Wild Horse Hater “Dinky” Zinke public lands move “a dangerous turn” away from national stewardship of outdoor legacy

Story by as published on Western Values

Unprecedented and unlawful plan to gut protections for iconic public lands a disturbing move 

In response to President Donald Trump’s announcement of historic reductions of protected public lands in Utah, Chris Saeger, executive director of the Western Values Project, released the following statement:

“This decision is a dangerous turn in our nation’s approach to protecting the places that have forged the Western way of life. The fact that an American president would unlawfully remove protections on iconic public lands for political gain should deeply disturb anyone who wants these places, which are a birthright to our children, to continue to benefit all of us.”

“For his part, Secretary Zinke should be ashamed of his role in this craven decision to allow special interests to exploit the kinds of places President Roosevelt signed the Antiquities Act to protect. Fortunately, legal experts overwhelmingly agree that undoing these protections is unlawful and will not stand.”
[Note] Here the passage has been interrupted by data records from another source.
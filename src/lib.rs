//! Ghoul's personal assistant: a Discord bot built on poise, with paginated embeds
//! for long output such as help listings.

pub mod commands;
pub mod events;
pub mod messaging;
pub mod paginator;
pub mod utils;

use utils::config::{JsonStore, Settings};

pub type Error = Box<dyn std::error::Error + Send + Sync>;
pub type Context<'a> = poise::Context<'a, Data, Error>;
pub type CommandResult = Result<(), Error>;

/// Shared state, accessible in all command invocations
pub struct Data {
    pub settings: Settings,
    /// Named embed colours (`data/colours.json`).
    pub colours: JsonStore,
    /// Shown as the title of the help overview.
    pub description: String,
}
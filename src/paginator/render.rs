//! Turns a page of entries into a display object.
//!
//! Rendering is pure: nothing here talks to Discord. The messaging layer converts a
//! [`RenderedPage`] into an embed when it is sent or edited.

use super::pages::Page;

/// A display attribute that is either shared by every page or chosen per page.
#[derive(Debug, Clone, PartialEq, Eq)]
pub enum PageValue<T> {
    /// The same value on every page.
    Fixed(T),
    /// One value per page, indexed by the page being shown.
    PerPage(Vec<T>),
}

impl<T> PageValue<T> {
    /// Resolve the value for a 1-indexed page.
    ///
    /// Returns `None` for a per-page value without an item for `page`.
    pub fn resolve(&self, page: usize) -> Option<&T> {
        match self {
            PageValue::Fixed(value) => Some(value),
            PageValue::PerPage(values) => page.checked_sub(1).and_then(|i| values.get(i)),
        }
    }

    /// Number of per-page items, or `None` for a fixed value.
    pub fn per_page_len(&self) -> Option<usize> {
        match self {
            PageValue::Fixed(_) => None,
            PageValue::PerPage(values) => Some(values.len()),
        }
    }
}

impl<T: Default> Default for PageValue<T> {
    fn default() -> Self {
        PageValue::Fixed(T::default())
    }
}

impl From<&str> for PageValue<String> {
    fn from(value: &str) -> Self {
        PageValue::Fixed(value.to_string())
    }
}

impl From<String> for PageValue<String> {
    fn from(value: String) -> Self {
        PageValue::Fixed(value)
    }
}

impl From<Vec<String>> for PageValue<String> {
    fn from(values: Vec<String>) -> Self {
        PageValue::PerPage(values)
    }
}

impl From<u32> for PageValue<u32> {
    fn from(value: u32) -> Self {
        PageValue::Fixed(value)
    }
}

impl From<Vec<u32>> for PageValue<u32> {
    fn from(values: Vec<u32>) -> Self {
        PageValue::PerPage(values)
    }
}

/// Attributes applied to every rendered page.
#[derive(Debug, Clone, Default)]
pub struct PageStyle {
    pub title: PageValue<String>,
    pub colour: PageValue<u32>,
    pub thumbnail: Option<PageValue<String>>,
    pub prefix: String,
    pub suffix: String,
}

/// The display object for one page.
#[derive(Debug, Clone, PartialEq, Eq, Default)]
pub struct RenderedPage {
    pub title: String,
    pub description: String,
    pub colour: u32,
    pub thumbnail: Option<String>,
    pub footer: Option<String>,
}

/// Render the 1-indexed `page` out of `pages`.
///
/// A page outside `pages` (only possible when there are no pages at all) renders an
/// empty description. The footer only appears when there is more than one page.
pub fn render_page(pages: &[Page], page: usize, style: &PageStyle) -> RenderedPage {
    let description = page
        .checked_sub(1)
        .and_then(|i| pages.get(i))
        .map(|entries| {
            entries
                .iter()
                .map(|entry| format!("{}{}{}", style.prefix, entry, style.suffix))
                .collect::<String>()
        })
        .unwrap_or_default();

    let footer = (pages.len() > 1).then(|| format!("Page {} of {}", page, pages.len()));

    RenderedPage {
        title: style.title.resolve(page).cloned().unwrap_or_default(),
        description,
        colour: style.colour.resolve(page).copied().unwrap_or_default(),
        thumbnail: style
            .thumbnail
            .as_ref()
            .and_then(|thumbnail| thumbnail.resolve(page))
            .cloned(),
        footer,
    }
}
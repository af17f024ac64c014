//! The paginated `help` command.
//!
//! Also used by the framework error handler to show usage after a bad invocation.

use tracing::debug;

use crate::paginator::{Paginator, PaginatorOptions};
use crate::utils::config::ColourLookup;
use crate::utils::help::{CommandInfo, build_help};
use crate::{CommandResult, Context};

/// Help entries shown per page.
const HELP_PAGE_SIZE: usize = 10;

/// Show all commands, or details about one command or category
#[poise::command(prefix_command, slash_command, category = "General")]
pub async fn help(
    ctx: Context<'_>,
    #[description = "Command or category to show help about"]
    #[rest]
    entity: Option<String>,
) -> CommandResult {
    send_help(ctx, entity.as_deref(), None).await
}

/// Send a paginated help listing for `entity`, or the overview when `None`.
///
/// With `error` set, the listing is framed as a usage hint: the title becomes
/// `"{name} usage"` and the error is shown above the embed.
pub async fn send_help(
    ctx: Context<'_>,
    entity: Option<&str>,
    error: Option<String>,
) -> CommandResult {
    let commands: Vec<CommandInfo> = ctx
        .framework()
        .options()
        .commands
        .iter()
        .map(CommandInfo::from_command)
        .collect();

    let Some(page) = build_help(&commands, entity, &ctx.data().description) else {
        debug!("No help entity matches {:?}", entity);
        ctx.reply("Entity Not Found").await?;
        return Ok(());
    };

    let (title, message) = match error {
        Some(error) => (
            format!("{} usage", page.title),
            format!("Incorrect usage for {}\n{}", page.title, error),
        ),
        None => (page.title, String::new()),
    };

    let avatar = ctx.cache().current_user().avatar_url();

    let mut options = PaginatorOptions::new()
        .title(title)
        .colour(ctx.data().colours.colour("orange"))
        .page_size(HELP_PAGE_SIZE)
        .timeout(ctx.data().settings.paginator_timeout)
        .extra_message(message);

    if let Some(avatar) = avatar {
        options = options.thumbnail(avatar);
    }

    let mut paginator = Paginator::from_context(ctx, page.entries, options)?;
    paginator.start().await?;
    paginator.run().await?;

    Ok(())
}
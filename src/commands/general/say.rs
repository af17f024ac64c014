use poise::CreateReply;

use crate::{CommandResult, Context};

/// Repeat a line of text
#[poise::command(slash_command, category = "Misc")]
pub async fn say(
    ctx: Context<'_>,
    #[description = "Line of text to repeat"] text: String,
) -> CommandResult {
    let is_owner = ctx.framework().options().owners.contains(&ctx.author().id);

    if is_owner {
        // Owners speak through the bot: confirm privately, then post the text as-is
        ctx.send(CreateReply::default().content("ok").ephemeral(true))
            .await?;
        ctx.channel_id().say(ctx.http(), text).await?;
    } else {
        ctx.say(format!("\"{}\"\n-{}", text, ctx.author().display_name()))
            .await?;
    }

    Ok(())
}
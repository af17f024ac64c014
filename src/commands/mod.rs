//! This module aggregates all the command modules for the bot.

use crate::{Data, Error};

/// Owner-only maintenance commands (registration, category listing).
pub mod admins;
/// General purpose commands (e.g., help, ping, say).
pub mod general;

/// Every command the framework should know about
pub fn all() -> Vec<poise::Command<Data, Error>> {
    vec![
        // General commands
        general::help::help(),
        general::ping::ping(),
        general::say::say(),
        general::avatar::avatar(),
        general::impersonate::impersonate(),
        // Admin commands
        admins::register::register(),
        admins::categories::categories(),
    ]
}
//! JSON-backed configuration.
//!
//! Small key/value files live under `data/` (`config.json`, `colours.json`). They are
//! read through [`ConfigProvider`] so callers never depend on the storage format.

use std::fs;
use std::path::{Path, PathBuf};
use std::time::Duration;

use serde::Deserialize;
use serde_json::{Map, Value};
use thiserror::Error;
use tracing::warn;

use crate::paginator::DEFAULT_TIMEOUT;

/// Directory holding the JSON data files.
pub const DATA_DIR: &str = "data";

/// Errors that can occur while reading or writing a JSON store
#[derive(Error, Debug)]
pub enum ConfigError {
    #[error("I/O error on {path}: {source}")]
    Io {
        path: PathBuf,
        #[source]
        source: std::io::Error,
    },

    #[error("Invalid JSON in {path}: {source}")]
    Json {
        path: PathBuf,
        #[source]
        source: serde_json::Error,
    },

    #[error("{0} does not contain a JSON object")]
    NotAnObject(PathBuf),
}

/// Result type for configuration operations
pub type ConfigResult<T> = Result<T, ConfigError>;

/// Read-only key lookup over some configuration source.
#[cfg_attr(test, mockall::automock)]
pub trait ConfigProvider: Send + Sync {
    /// Fetch the value stored under `key`, if any.
    fn lookup(&self, key: &str) -> Option<Value>;
}

/// Named colour lookup on top of any [`ConfigProvider`].
pub trait ColourLookup {
    /// Fetch a colour by name, falling back to black.
    fn colour(&self, name: &str) -> u32;
}

impl<T: ConfigProvider + ?Sized> ColourLookup for T {
    fn colour(&self, name: &str) -> u32 {
        self.lookup(name)
            .and_then(|value| value.as_u64())
            .and_then(|value| u32::try_from(value).ok())
            .unwrap_or_else(|| {
                warn!("Colour '{}' not configured", name);
                0
            })
    }
}

/// Append `.json` to a file name that does not already end with it.
pub fn validate_name(filename: &str) -> String {
    if filename.ends_with(".json") {
        filename.to_string()
    } else {
        format!("{filename}.json")
    }
}

/// A single JSON object stored in a file
#[derive(Debug, Clone)]
pub struct JsonStore {
    path: PathBuf,
}

impl JsonStore {
    /// Store for `filename` inside `dir`. The `.json` extension is optional.
    pub fn new(dir: impl AsRef<Path>, filename: &str) -> Self {
        Self {
            path: dir.as_ref().join(validate_name(filename)),
        }
    }

    /// Store for `filename` inside [`DATA_DIR`].
    pub fn data(filename: &str) -> Self {
        Self::new(DATA_DIR, filename)
    }

    pub fn path(&self) -> &Path {
        &self.path
    }

    /// Load the whole file as a JSON object.
    pub fn read_file(&self) -> ConfigResult<Map<String, Value>> {
        let raw = fs::read_to_string(&self.path).map_err(|source| ConfigError::Io {
            path: self.path.clone(),
            source,
        })?;

        match serde_json::from_str(&raw).map_err(|source| ConfigError::Json {
            path: self.path.clone(),
            source,
        })? {
            Value::Object(map) => Ok(map),
            _ => Err(ConfigError::NotAnObject(self.path.clone())),
        }
    }

    /// Replace the file content with `data`, pretty-printed with a 4-space indent.
    pub fn overwrite_file(&self, data: &Map<String, Value>) -> ConfigResult<()> {
        let mut buffer = Vec::new();
        let formatter = serde_json::ser::PrettyFormatter::with_indent(b"    ");
        let mut serializer = serde_json::Serializer::with_formatter(&mut buffer, formatter);
        serde::Serialize::serialize(data, &mut serializer).map_err(|source| ConfigError::Json {
            path: self.path.clone(),
            source,
        })?;

        fs::write(&self.path, buffer).map_err(|source| ConfigError::Io {
            path: self.path.clone(),
            source,
        })
    }

    /// Fetch the value stored under `key`.
    pub fn fetch_data(&self, key: &str) -> ConfigResult<Option<Value>> {
        Ok(self.read_file()?.get(key).cloned())
    }

    /// Merge `data` into the file. Keys in `data` replace existing ones.
    pub fn append_data(&self, data: Map<String, Value>) -> ConfigResult<()> {
        let mut file = self.read_file()?;
        file.extend(data);
        self.overwrite_file(&file)
    }
}

impl ConfigProvider for JsonStore {
    fn lookup(&self, key: &str) -> Option<Value> {
        match self.fetch_data(key) {
            Ok(value) => value,
            Err(e) => {
                warn!("Failed to read {}: {}", self.path.display(), e);
                None
            }
        }
    }
}

fn default_prefix() -> String {
    "!".to_string()
}

fn default_timeout() -> Duration {
    DEFAULT_TIMEOUT
}

/// Bot settings read from `data/config.json`
#[derive(Debug, Clone, Deserialize)]
pub struct Settings {
    /// Prefix for text commands (the bot also answers to mentions).
    #[serde(default = "default_prefix")]
    pub init_prefix: String,

    /// Idle time before paginator buttons are removed, e.g. `"30s"`.
    #[serde(default = "default_timeout", with = "humantime_serde")]
    pub paginator_timeout: Duration,

    /// Extra owner ids on top of the application owner.
    #[serde(default)]
    pub owners: Vec<u64>,
}

impl Default for Settings {
    fn default() -> Self {
        Self {
            init_prefix: default_prefix(),
            paginator_timeout: default_timeout(),
            owners: Vec::new(),
        }
    }
}

impl Settings {
    /// Load settings from a store, using defaults for missing keys.
    pub fn load(store: &JsonStore) -> ConfigResult<Self> {
        let map = store.read_file()?;
        serde_json::from_value(Value::Object(map)).map_err(|source| ConfigError::Json {
            path: store.path().to_path_buf(),
            source,
        })
    }
}

#[cfg(test)]
mod tests {
    use super::*;
    use assert_matches::assert_matches;
    use pretty_assertions::assert_eq;
    use serde_json::json;

    /// Creates a fresh scratch directory for one test.
    fn scratch_dir(name: &str) -> PathBuf {
        let dir = std::env::temp_dir().join(format!(
            "ghoul-assistant-{}-{}",
            name,
            std::process::id()
        ));
        let _ = fs::remove_dir_all(&dir);
        fs::create_dir_all(&dir).expect("Failed to create scratch dir");
        dir
    }

    #[test]
    fn test_validate_name() {
        assert_eq!(validate_name("config"), "config.json");
        assert_eq!(validate_name("colours.json"), "colours.json");
    }

    #[test]
    fn test_fetch_missing_key() {
        let dir = scratch_dir("fetch");
        fs::write(dir.join("colours.json"), r#"{"orange": 16753920}"#).unwrap();
        let store = JsonStore::new(&dir, "colours");

        assert_eq!(store.fetch_data("orange").unwrap(), Some(json!(16753920)));
        assert_eq!(store.fetch_data("purple").unwrap(), None);
    }

    /// Appending merges keys and overwrites existing ones.
    #[test]
    fn test_append_data_merges() {
        let dir = scratch_dir("append");
        fs::write(dir.join("config.json"), r#"{"a": 1, "b": 2}"#).unwrap();
        let store = JsonStore::new(&dir, "config.json");

        let mut update = Map::new();
        update.insert("b".to_string(), json!(3));
        update.insert("c".to_string(), json!("x"));
        store.append_data(update).unwrap();

        let map = store.read_file().unwrap();
        assert_eq!(Value::Object(map), json!({"a": 1, "b": 3, "c": "x"}));

        let written = fs::read_to_string(store.path()).unwrap();
        assert!(written.contains("\n    \"a\": 1"));
    }

    #[test]
    fn test_read_missing_file() {
        let store = JsonStore::new(scratch_dir("missing"), "nope");
        assert_matches!(store.read_file(), Err(ConfigError::Io { .. }));
    }

    #[test]
    fn test_read_non_object() {
        let dir = scratch_dir("array");
        fs::write(dir.join("list.json"), "[1, 2]").unwrap();
        let store = JsonStore::new(&dir, "list");

        assert_matches!(store.read_file(), Err(ConfigError::NotAnObject(_)));
    }

    #[test]
    fn test_settings_defaults_and_timeout() {
        let dir = scratch_dir("settings");
        fs::write(
            dir.join("config.json"),
            r#"{"init_prefix": "?", "paginator_timeout": "1m 40s"}"#,
        )
        .unwrap();

        let settings = Settings::load(&JsonStore::new(&dir, "config")).unwrap();

        assert_eq!(settings.init_prefix, "?");
        assert_eq!(settings.paginator_timeout, Duration::from_secs(100));
        assert!(settings.owners.is_empty());
    }

    #[test]
    fn test_colour_lookup_through_provider() {
        let mut provider = MockConfigProvider::new();
        provider
            .expect_lookup()
            .withf(|key| key == "orange")
            .returning(|_| Some(json!(0xff9900)));
        provider
            .expect_lookup()
            .withf(|key| key == "teal")
            .returning(|_| None);

        assert_eq!(provider.colour("orange"), 0xff9900);
        assert_eq!(provider.colour("teal"), 0);
    }
}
“Future generations are counting on our system of checks and balances to stand up to this shocking abuse of power.”

4 replies »

  1. Seems like there is nothing that Zinke & his boss wont un-do! The more damage to our environment – the better. The more extinctions of other species – the better. I sure do hope this monument reduction is found to be illegal. But that hasn’t stopped them yet.

    Liked by 1 person

  2. What took place …

    Was the control of the land went back to the State

    One should find that a good move for it gives the people of that State back their land and control of it

    It was well received and warranted by the People


    • By that logic then all the federal lands which are now carrying subsidized livestock grazing should be returned to the public use ONLY, and by extension then you would have no public lands whatsoever for the greater American public outside their own state boundaries.

      What has long been “taken” is the public, through commercializing public lands in favor of private interests (see the massive annual grazing permit program losses for one example).

      Nobody “took” land from Utah, which willingly signed away most such claims when it agreed to become a state rather than a territory.

      The questions about what is state owned and what is federally owned are complex, but even Secretary Zinke is on record today angry about what is being perceived as giving federal lands “back” to Utah — he rightly insists these are still federal (public) lands.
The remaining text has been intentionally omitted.